**YOUR ASSIGNMENT**
Among the records that follow, find each line holding the word "None" and copy it.

**Collected data**
*** Block opens ***
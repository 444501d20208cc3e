// Copyright 2024 FastLabs Developers
//
// Licensed under the Apache License, Version 2.0 (the "License");
// you may not use this file except in compliance with the License.
// You may obtain a copy of the License at
//
//     http://www.apache.org/licenses/LICENSE-2.0
//
// Unless required by applicable law or agreed to in writing, software
// distributed under the License is distributed on an "AS IS" BASIS,
// WITHOUT WARRANTIES OR CONDITIONS OF ANY KIND, either express or implied.
// See the License for the specific language governing permissions and
// limitations under the License.

use std::borrow::Cow;

use crate::Error;
use crate::context::global;
use crate::error::LogError;
use crate::record::Level;
use crate::record::Record;
use crate::trap::DefaultTrap;
use crate::trap::Trap;

#[derive(Debug)]
struct LogCrateLogger {
    trap: DefaultTrap,
}

impl log::Log for LogCrateLogger {
    fn enabled(&self, metadata: &log::Metadata) -> bool {
        global().enabled(&logger_name(metadata.target()), level(metadata.level()))
    }

    fn log(&self, record: &log::Record) {
        let logger = logger_name(record.target());
        let record = Record::builder()
            .logger(&logger)
            .level(level(record.level()))
            .args(*record.args())
            .build();

        // records emitted before the first configuration are dropped
        if let Err(LogError::Sinks(errors)) = global().dispatch(&record) {
            for err in errors {
                let err = Error::new("failed to write log record")
                    .with_context("sink", err.sink)
                    .with_source(err.error);
                self.trap.trap(&err);
            }
        }
    }

    fn flush(&self) {
        if let Err(LogError::Sinks(errors)) = global().flush() {
            for err in errors {
                let err = Error::new("failed to flush sink")
                    .with_context("sink", err.sink)
                    .with_source(err.error);
                self.trap.trap(&err);
            }
        }
    }
}

// `log` targets are module paths; logger names are dotted.
fn logger_name(target: &str) -> Cow<'_, str> {
    if target.contains("::") {
        Cow::Owned(target.replace("::", "."))
    } else {
        Cow::Borrowed(target)
    }
}

fn level(level: log::Level) -> Level {
    match level {
        log::Level::Error => Level::Error,
        log::Level::Warn => Level::Warn,
        log::Level::Info => Level::Info,
        log::Level::Debug => Level::Debug,
        log::Level::Trace => Level::Trace,
    }
}

/// Set up the log crate global logger.
///
/// This function calls [`log::set_logger`] so that every record of the log crate is routed
/// through the [global](crate::global) context. The target `my_app::db` is mapped to the
/// logger name `my_app.db`.
///
/// Records emitted while no configuration is active are dropped. Sink failures are sent to a
/// [`DefaultTrap`].
///
/// This function will set the global maximum log level to `Trace`; thresholds are applied by
/// the active configuration. To override this, call [`log::set_max_level`] after this function.
///
/// # Errors
///
/// Return an error if the log crate global logger has already been set.
pub fn try_setup_log_crate() -> Result<(), log::SetLoggerError> {
    static LOGGER: LogCrateLogger = LogCrateLogger { trap: DefaultTrap {} };
    log::set_logger(&LOGGER)?;
    log::set_max_level(log::LevelFilter::Trace);
    Ok(())
}

/// Set up the log crate global logger.
///
/// See [`try_setup_log_crate`] for the details.
///
/// # Panics
///
/// Panic if the log crate global logger has already been set.
///
/// # Examples
///
/// ```
/// use logroute::config::Configuration;
/// use logroute::logger::LoggerConfig;
/// use logroute::record::LevelFilter;
/// use logroute::sink::Console;
///
/// logroute::bridge::setup_log_crate();
/// let config = Configuration::builder()
///     .sink("stderr", Console::stderr())
///     .logger(LoggerConfig::root(LevelFilter::Info).sink("stderr"))
///     .build()
///     .unwrap();
/// logroute::reconfigure(config);
///
/// log::info!(target: "my_app::db", "connected");
/// ```
pub fn setup_log_crate() {
    try_setup_log_crate().expect(
        "logroute::bridge::setup_log_crate must be called before the log crate global logger initialized",
    )
}

#[cfg(test)]
mod tests {
    use super::*;

    #[test]
    fn test_logger_name() {
        assert_eq!(logger_name("my_app::db::pool"), "my_app.db.pool");
        assert!(matches!(logger_name("my_app"), Cow::Borrowed("my_app")));
    }

    #[test]
    fn test_level() {
        assert_eq!(level(log::Level::Error), Level::Error);
        assert_eq!(level(log::Level::Trace), Level::Trace);
    }
}
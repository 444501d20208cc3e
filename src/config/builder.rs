// Copyright 2024 FastLabs Developers
//
// Licensed under the Apache License, Version 2.0 (the "License");
// you may not use this file except in compliance with the License.
// You may obtain a copy of the License at
//
//     http://www.apache.org/licenses/LICENSE-2.0
//
// Unless required by applicable law or agreed to in writing, software
// distributed under the License is distributed on an "AS IS" BASIS,
// WITHOUT WARRANTIES OR CONDITIONS OF ANY KIND, either express or implied.
// See the License for the specific language governing permissions and
// limitations under the License.

use std::collections::HashMap;
use std::collections::HashSet;

use crate::Sink;
use crate::config::Configuration;
use crate::config::NamedSink;
use crate::config::SinkSpec;
use crate::error::ConfigError;
use crate::logger::LoggerConfig;
use crate::logger::Registry;
use crate::trap::DefaultTrap;
use crate::trap::Trap;

#[derive(Debug)]
struct PendingSink {
    name: String,
    sink: Result<Box<dyn Sink>, ConfigError>,
}

/// A builder for a [`Configuration`].
///
/// Nothing is validated until [`build`](ConfigurationBuilder::build), which reports the first
/// violated invariant in this order:
///
/// 1. sink names are well-formed and unique, and every sink spec has valid attributes;
/// 2. logger names are well-formed and unique;
/// 3. every sink a logger references is registered;
/// 4. exactly one root logger exists.
///
/// # Examples
///
/// ```
/// use logroute::config::ConfigurationBuilder;
/// use logroute::logger::LoggerConfig;
/// use logroute::record::LevelFilter;
/// use logroute::sink::Capture;
///
/// let config = ConfigurationBuilder::default()
///     .sink("capture", Capture::default())
///     .logger(LoggerConfig::root(LevelFilter::Error).sink("capture"))
///     .logger(LoggerConfig::new("com", LevelFilter::Debug).additive(false))
///     .build()
///     .unwrap();
/// assert_eq!(config.registry().resolve("com.service").name(), "com");
/// ```
#[must_use = "call `build` to validate the configuration"]
#[derive(Debug)]
pub struct ConfigurationBuilder {
    name: Option<String>,
    sinks: Vec<PendingSink>,
    loggers: Vec<LoggerConfig>,
    trap: Box<dyn Trap>,
}

impl Default for ConfigurationBuilder {
    fn default() -> Self {
        ConfigurationBuilder {
            name: None,
            sinks: vec![],
            loggers: vec![],
            trap: Box::new(DefaultTrap::default()),
        }
    }
}

impl ConfigurationBuilder {
    /// Name the configuration. The name is informational and not validated.
    pub fn name(mut self, name: impl Into<String>) -> Self {
        self.name = Some(name.into());
        self
    }

    /// Register a sink under `name`.
    pub fn sink(mut self, name: impl Into<String>, sink: impl Into<Box<dyn Sink>>) -> Self {
        self.sinks.push(PendingSink {
            name: name.into(),
            sink: Ok(sink.into()),
        });
        self
    }

    /// Register a sink described by `spec`. Invalid attributes fail the build.
    pub fn sink_spec(mut self, spec: SinkSpec) -> Self {
        let sink = spec.build();
        self.sinks.push(PendingSink {
            name: spec.name,
            sink,
        });
        self
    }

    /// Register a logger node. Use [`LoggerConfig::root`] for the root node.
    pub fn logger(mut self, logger: LoggerConfig) -> Self {
        self.loggers.push(logger);
        self
    }

    /// Set the trap for errors raised while closing the sinks of the built configuration.
    ///
    /// Default to [`DefaultTrap`].
    pub fn trap(mut self, trap: impl Into<Box<dyn Trap>>) -> Self {
        self.trap = trap.into();
        self
    }

    /// Validate and build the configuration. No sink is opened.
    pub fn build(self) -> Result<Configuration, ConfigError> {
        let ConfigurationBuilder {
            name,
            sinks,
            loggers,
            trap,
        } = self;

        let mut sink_index = HashMap::with_capacity(sinks.len());
        let mut named = Vec::with_capacity(sinks.len());
        for PendingSink { name, sink } in sinks {
            if !is_valid_sink_name(&name) {
                return Err(ConfigError::InvalidName { kind: "sink", name });
            }
            if sink_index.contains_key(&name) {
                return Err(ConfigError::DuplicateSink(name));
            }
            let sink = sink?;
            sink_index.insert(name.clone(), named.len());
            named.push(NamedSink { name, sink });
        }

        let mut roots = 0;
        let mut seen = HashSet::with_capacity(loggers.len());
        for logger in &loggers {
            if logger.is_root() {
                roots += 1;
                continue;
            }
            if !is_valid_logger_name(logger.name()) {
                return Err(ConfigError::InvalidName {
                    kind: "logger",
                    name: logger.name().to_string(),
                });
            }
            if !seen.insert(logger.name()) {
                return Err(ConfigError::DuplicateLogger(logger.name().to_string()));
            }
        }

        let mut nodes = Vec::with_capacity(loggers.len());
        for logger in loggers {
            let indices = logger
                .sinks()
                .iter()
                .map(|sink| {
                    sink_index
                        .get(sink)
                        .copied()
                        .ok_or_else(|| ConfigError::UnknownSink {
                            logger: logger.name().to_string(),
                            sink: sink.clone(),
                        })
                })
                .collect::<Result<Vec<_>, _>>()?;
            nodes.push(logger.into_node(indices));
        }

        match roots {
            0 => return Err(ConfigError::MissingRoot),
            1 => {}
            _ => return Err(ConfigError::MultipleRoots),
        }

        let registry = Registry::new(nodes)?;
        Ok(Configuration {
            name,
            sinks: named,
            registry,
            trap,
        })
    }
}

fn is_valid_sink_name(name: &str) -> bool {
    !name.is_empty() && name.trim() == name
}

// one or more non-empty dot-separated segments
fn is_valid_logger_name(name: &str) -> bool {
    name.split('.')
        .all(|segment| !segment.is_empty() && !segment.contains(char::is_whitespace))
}
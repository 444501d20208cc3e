// Copyright 2024 FastLabs Developers
//
// Licensed under the Apache License, Version 2.0 (the "License");
// you may not use this file except in compliance with the License.
// You may obtain a copy of the License at
//
//     http://www.apache.org/licenses/LICENSE-2.0
//
// Unless required by applicable law or agreed to in writing, software
// distributed under the License is distributed on an "AS IS" BASIS,
// WITHOUT WARRANTIES OR CONDITIONS OF ANY KIND, either express or implied.
// See the License for the specific language governing permissions and
// limitations under the License.

//! Log record and severity levels.

use std::fmt;
use std::str::FromStr;
use std::thread;

use jiff::Timestamp;
use serde::Deserialize;
use serde::Serialize;

use crate::Error;

/// The payload of a log message.
#[derive(Clone, Debug)]
pub struct Record<'a> {
    // the observed time
    now: Timestamp,

    level: Level,
    logger: &'a str,
    thread: String,

    // the payload
    args: fmt::Arguments<'a>,
    error: Option<&'a (dyn std::error::Error + 'static)>,
}

impl<'a> Record<'a> {
    /// The observed time.
    pub fn time(&self) -> Timestamp {
        self.now
    }

    /// The severity of the message.
    pub fn level(&self) -> Level {
        self.level
    }

    /// The dotted name of the logger the record was emitted to. The root logger is `""`.
    pub fn logger(&self) -> &'a str {
        self.logger
    }

    /// The name of the emitting thread, or its id if it is unnamed.
    pub fn thread(&self) -> &str {
        &self.thread
    }

    /// The message body.
    pub fn args(&self) -> &fmt::Arguments<'a> {
        &self.args
    }

    /// The error attached to the record, if any.
    pub fn error(&self) -> Option<&'a (dyn std::error::Error + 'static)> {
        self.error
    }

    /// Returns a new builder.
    pub fn builder() -> RecordBuilder<'a> {
        RecordBuilder::default()
    }
}

/// Builder for [`Record`].
#[derive(Debug)]
pub struct RecordBuilder<'a> {
    record: Record<'a>,
}

impl Default for RecordBuilder<'_> {
    fn default() -> Self {
        RecordBuilder {
            record: Record {
                now: Timestamp::now(),
                level: Level::Info,
                logger: "",
                thread: current_thread_label(),
                args: format_args!(""),
                error: None,
            },
        }
    }
}

impl<'a> RecordBuilder<'a> {
    /// Set [`args`](Record::args).
    pub fn args(mut self, args: fmt::Arguments<'a>) -> Self {
        self.record.args = args;
        self
    }

    /// Set [`level`](Record::level).
    pub fn level(mut self, level: Level) -> Self {
        self.record.level = level;
        self
    }

    /// Set [`logger`](Record::logger).
    pub fn logger(mut self, logger: &'a str) -> Self {
        self.record.logger = logger;
        self
    }

    /// Set [`time`](Record::time).
    pub fn time(mut self, now: Timestamp) -> Self {
        self.record.now = now;
        self
    }

    /// Set [`thread`](Record::thread).
    pub fn thread(mut self, thread: impl Into<String>) -> Self {
        self.record.thread = thread.into();
        self
    }

    /// Set [`error`](Record::error).
    pub fn error(mut self, error: &'a (dyn std::error::Error + 'static)) -> Self {
        self.record.error = Some(error);
        self
    }

    /// Invoke the builder and return a `Record`.
    pub fn build(self) -> Record<'a> {
        self.record
    }
}

fn current_thread_label() -> String {
    let current = thread::current();
    match current.name() {
        Some(name) => name.to_string(),
        None => format!("{:?}", current.id()),
    }
}

/// An enum representing the available severity levels.
///
/// More severe levels compare less: `Level::Fatal < Level::Trace`.
#[derive(Clone, Copy, PartialEq, Eq, PartialOrd, Ord, Hash)]
pub enum Level {
    /// Designates errors the application cannot recover from.
    Fatal,
    /// Designates very serious errors.
    Error,
    /// Designates hazardous situations.
    Warn,
    /// Designates useful information.
    Info,
    /// Designates lower priority information.
    Debug,
    /// Designates very low priority, often extremely verbose, information.
    Trace,
}

impl Level {
    /// Return the string representation of the `Level`.
    ///
    /// This returns the same string as the `fmt::Display` implementation.
    pub fn as_str(&self) -> &'static str {
        match self {
            Level::Fatal => "FATAL",
            Level::Error => "ERROR",
            Level::Warn => "WARN",
            Level::Info => "INFO",
            Level::Debug => "DEBUG",
            Level::Trace => "TRACE",
        }
    }
}

impl fmt::Debug for Level {
    fn fmt(&self, f: &mut fmt::Formatter<'_>) -> fmt::Result {
        f.pad(self.as_str())
    }
}

impl fmt::Display for Level {
    fn fmt(&self, f: &mut fmt::Formatter<'_>) -> fmt::Result {
        f.pad(self.as_str())
    }
}

impl FromStr for Level {
    type Err = Error;

    fn from_str(s: &str) -> Result<Level, Self::Err> {
        for (name, level) in [
            ("fatal", Level::Fatal),
            ("error", Level::Error),
            ("warn", Level::Warn),
            ("info", Level::Info),
            ("debug", Level::Debug),
            ("trace", Level::Trace),
        ] {
            if s.eq_ignore_ascii_case(name) {
                return Ok(level);
            }
        }

        Err(Error::new(format!("malformed level: {s:?}")))
    }
}

/// The minimum severity a logger node lets through.
///
/// # Examples
///
/// ```
/// use logroute::record::Level;
/// use logroute::record::LevelFilter;
///
/// let filter = LevelFilter::Warn;
/// assert!(filter.test(Level::Error));
/// assert!(filter.test(Level::Warn));
/// assert!(!filter.test(Level::Info));
/// assert!(!LevelFilter::Off.test(Level::Fatal));
/// ```
#[derive(Clone, Copy, PartialEq, Eq, Hash, Debug, Serialize, Deserialize)]
#[serde(rename_all = "UPPERCASE")]
pub enum LevelFilter {
    /// Rejects every record.
    Off,
    /// Passes `FATAL` only.
    Fatal,
    /// Passes `ERROR` and more severe.
    Error,
    /// Passes `WARN` and more severe.
    Warn,
    /// Passes `INFO` and more severe.
    Info,
    /// Passes `DEBUG` and more severe.
    Debug,
    /// Passes `TRACE` and more severe.
    Trace,
    /// Passes every record.
    All,
}

impl LevelFilter {
    /// Checks whether a record at `level` passes this threshold.
    pub fn test(&self, level: Level) -> bool {
        match self.level() {
            Some(threshold) => level <= threshold,
            None => *self == LevelFilter::All,
        }
    }

    /// The least severe level that passes, `None` for [`Off`](LevelFilter::Off) and
    /// [`All`](LevelFilter::All).
    pub fn level(&self) -> Option<Level> {
        match self {
            LevelFilter::Off | LevelFilter::All => None,
            LevelFilter::Fatal => Some(Level::Fatal),
            LevelFilter::Error => Some(Level::Error),
            LevelFilter::Warn => Some(Level::Warn),
            LevelFilter::Info => Some(Level::Info),
            LevelFilter::Debug => Some(Level::Debug),
            LevelFilter::Trace => Some(Level::Trace),
        }
    }
}

impl From<Level> for LevelFilter {
    fn from(level: Level) -> Self {
        match level {
            Level::Fatal => LevelFilter::Fatal,
            Level::Error => LevelFilter::Error,
            Level::Warn => LevelFilter::Warn,
            Level::Info => LevelFilter::Info,
            Level::Debug => LevelFilter::Debug,
            Level::Trace => LevelFilter::Trace,
        }
    }
}

impl FromStr for LevelFilter {
    type Err = Error;

    fn from_str(s: &str) -> Result<LevelFilter, Self::Err> {
        if s.eq_ignore_ascii_case("off") {
            Ok(LevelFilter::Off)
        } else if s.eq_ignore_ascii_case("all") {
            Ok(LevelFilter::All)
        } else {
            Level::from_str(s).map(LevelFilter::from)
        }
    }
}

#[cfg(test)]
mod tests {
    use super::*;

    const LEVELS: [Level; 6] = [
        Level::Fatal,
        Level::Error,
        Level::Warn,
        Level::Info,
        Level::Debug,
        Level::Trace,
    ];

    #[test]
    fn test_level_filter_is_a_threshold() {
        for threshold in LEVELS {
            let filter = LevelFilter::from(threshold);
            for level in LEVELS {
                assert_eq!(filter.test(level), level <= threshold, "{filter:?} {level}");
            }
        }
        assert!(LEVELS.iter().all(|l| LevelFilter::All.test(*l)));
        assert!(LEVELS.iter().all(|l| !LevelFilter::Off.test(*l)));
    }

    #[test]
    fn test_parse_level() {
        assert_eq!("warn".parse::<Level>().unwrap(), Level::Warn);
        assert_eq!("DEBUG".parse::<LevelFilter>().unwrap(), LevelFilter::Debug);
        assert_eq!("Off".parse::<LevelFilter>().unwrap(), LevelFilter::Off);
        assert!("verbose".parse::<Level>().is_err());
    }

    #[test]
    fn test_level_pads_like_a_str() {
        assert_eq!(format!("{:<5}|", Level::Info), "INFO |");
        assert_eq!(format!("{:>5}|", Level::Warn), " WARN|");
    }

    #[test]
    fn test_record_defaults_to_current_thread() {
        let record = std::thread::Builder::new()
            .name("worker-1".to_string())
            .spawn(|| Record::builder().build().thread().to_string())
            .unwrap()
            .join()
            .unwrap();
        assert_eq!(record, "worker-1");
    }
}
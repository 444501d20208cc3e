// Copyright 2024 FastLabs Developers
//
// Licensed under the Apache License, Version 2.0 (the "License");
// you may not use this file except in compliance with the License.
// You may obtain a copy of the License at
//
//     http://www.apache.org/licenses/LICENSE-2.0
//
// Unless required by applicable law or agreed to in writing, software
// distributed under the License is distributed on an "AS IS" BASIS,
// WITHOUT WARRANTIES OR CONDITIONS OF ANY KIND, either express or implied.
// See the License for the specific language governing permissions and
// limitations under the License.

//! Bridges from other logging facades into the global [`LoggerContext`](crate::LoggerContext).

#[cfg(feature = "bridge-log")]
mod log;

#[cfg(feature = "bridge-log")]
pub use self::log::setup_log_crate;
#[cfg(feature = "bridge-log")]
pub use self::log::try_setup_log_crate;
// Copyright 2024 FastLabs Developers
//
// Licensed under the Apache License, Version 2.0 (the "License");
// you may not use this file except in compliance with the License.
// You may obtain a copy of the License at
//
//     http://www.apache.org/licenses/LICENSE-2.0
//
// Unless required by applicable law or agreed to in writing, software
// distributed under the License is distributed on an "AS IS" BASIS,
// WITHOUT WARRANTIES OR CONDITIONS OF ANY KIND, either express or implied.
// See the License for the specific language governing permissions and
// limitations under the License.

//! Named logger nodes and their hierarchy.

mod node;
mod registry;

pub use self::node::LoggerConfig;
pub use self::node::LoggerNode;
pub use self::node::ROOT_LOGGER;
pub use self::registry::Registry;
*** Block closes ***
**RESULT BELOW**
            name: None,
                error: None,
        None => format!("{:?}", current.id()),
            None => *self == LevelFilter::All,
    /// The least severe level that passes, `None` for [`Off`](LevelFilter::Off) and
            LevelFilter::Off | LevelFilter::All => None,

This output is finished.